Work item:
Find the lines holding the string "values" in the data, then copy all of them.

Source data:
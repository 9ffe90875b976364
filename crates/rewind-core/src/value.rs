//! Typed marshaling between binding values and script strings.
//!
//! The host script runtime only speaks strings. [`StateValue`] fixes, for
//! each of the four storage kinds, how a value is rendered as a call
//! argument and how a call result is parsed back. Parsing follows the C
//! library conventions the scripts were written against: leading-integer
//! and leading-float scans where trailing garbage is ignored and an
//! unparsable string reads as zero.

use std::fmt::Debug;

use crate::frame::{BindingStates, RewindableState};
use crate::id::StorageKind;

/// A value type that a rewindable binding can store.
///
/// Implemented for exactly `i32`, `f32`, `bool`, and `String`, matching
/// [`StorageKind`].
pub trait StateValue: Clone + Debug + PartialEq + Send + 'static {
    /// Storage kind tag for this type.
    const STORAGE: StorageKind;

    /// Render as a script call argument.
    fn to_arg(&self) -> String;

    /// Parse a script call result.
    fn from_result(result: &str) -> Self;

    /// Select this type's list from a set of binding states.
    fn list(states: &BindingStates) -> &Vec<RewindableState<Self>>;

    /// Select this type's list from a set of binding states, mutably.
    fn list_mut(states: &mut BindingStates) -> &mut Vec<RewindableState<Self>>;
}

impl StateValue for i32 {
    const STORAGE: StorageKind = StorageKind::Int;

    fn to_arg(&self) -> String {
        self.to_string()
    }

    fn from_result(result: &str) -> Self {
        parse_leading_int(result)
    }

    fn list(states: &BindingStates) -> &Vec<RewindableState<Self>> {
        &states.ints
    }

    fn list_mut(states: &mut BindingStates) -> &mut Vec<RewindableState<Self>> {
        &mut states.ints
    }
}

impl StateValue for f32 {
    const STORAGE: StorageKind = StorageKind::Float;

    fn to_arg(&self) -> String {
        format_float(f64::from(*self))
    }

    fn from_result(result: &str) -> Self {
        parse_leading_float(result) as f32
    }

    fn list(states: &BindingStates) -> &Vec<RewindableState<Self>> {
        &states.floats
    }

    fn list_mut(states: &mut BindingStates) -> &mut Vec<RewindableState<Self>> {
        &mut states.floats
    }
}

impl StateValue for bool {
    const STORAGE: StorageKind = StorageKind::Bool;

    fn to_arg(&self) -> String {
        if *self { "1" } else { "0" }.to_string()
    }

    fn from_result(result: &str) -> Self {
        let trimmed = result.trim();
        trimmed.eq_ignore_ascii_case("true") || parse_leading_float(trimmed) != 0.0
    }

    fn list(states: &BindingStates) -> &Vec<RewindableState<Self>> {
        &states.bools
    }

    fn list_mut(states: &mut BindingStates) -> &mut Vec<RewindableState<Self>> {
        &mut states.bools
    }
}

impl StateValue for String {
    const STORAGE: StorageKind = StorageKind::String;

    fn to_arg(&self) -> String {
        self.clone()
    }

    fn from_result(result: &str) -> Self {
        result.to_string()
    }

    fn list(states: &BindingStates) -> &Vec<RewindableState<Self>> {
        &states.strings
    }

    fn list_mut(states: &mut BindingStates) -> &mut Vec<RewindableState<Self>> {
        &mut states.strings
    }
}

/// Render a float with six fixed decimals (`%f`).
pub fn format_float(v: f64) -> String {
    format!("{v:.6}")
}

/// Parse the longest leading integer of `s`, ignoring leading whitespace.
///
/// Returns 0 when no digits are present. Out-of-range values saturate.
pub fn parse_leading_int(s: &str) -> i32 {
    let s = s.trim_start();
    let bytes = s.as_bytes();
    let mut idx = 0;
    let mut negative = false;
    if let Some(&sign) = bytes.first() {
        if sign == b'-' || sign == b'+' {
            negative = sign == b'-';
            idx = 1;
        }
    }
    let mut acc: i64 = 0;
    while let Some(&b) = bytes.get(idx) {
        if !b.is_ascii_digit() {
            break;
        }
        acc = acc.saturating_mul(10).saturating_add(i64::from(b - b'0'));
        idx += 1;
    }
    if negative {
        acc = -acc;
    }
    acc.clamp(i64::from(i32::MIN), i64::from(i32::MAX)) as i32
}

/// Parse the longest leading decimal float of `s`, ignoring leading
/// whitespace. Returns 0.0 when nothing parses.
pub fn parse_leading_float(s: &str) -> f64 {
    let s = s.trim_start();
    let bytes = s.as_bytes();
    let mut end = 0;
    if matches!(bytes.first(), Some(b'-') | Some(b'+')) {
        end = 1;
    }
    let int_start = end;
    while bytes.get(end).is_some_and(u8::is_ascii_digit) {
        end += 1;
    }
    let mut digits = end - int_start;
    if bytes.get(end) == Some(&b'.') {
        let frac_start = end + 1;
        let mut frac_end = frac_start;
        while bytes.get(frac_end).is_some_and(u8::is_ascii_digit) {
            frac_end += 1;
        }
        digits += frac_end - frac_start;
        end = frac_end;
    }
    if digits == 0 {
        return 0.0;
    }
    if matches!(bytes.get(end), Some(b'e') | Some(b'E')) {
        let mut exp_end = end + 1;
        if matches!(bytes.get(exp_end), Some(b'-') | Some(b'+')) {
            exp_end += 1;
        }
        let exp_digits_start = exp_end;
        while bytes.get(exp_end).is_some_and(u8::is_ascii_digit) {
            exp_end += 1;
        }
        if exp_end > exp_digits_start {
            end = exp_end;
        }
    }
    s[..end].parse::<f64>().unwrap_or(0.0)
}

Written solution:
//! Typed marshaling between binding values and script strings.
/// Returns 0 when no digits are present. Out-of-range values saturate.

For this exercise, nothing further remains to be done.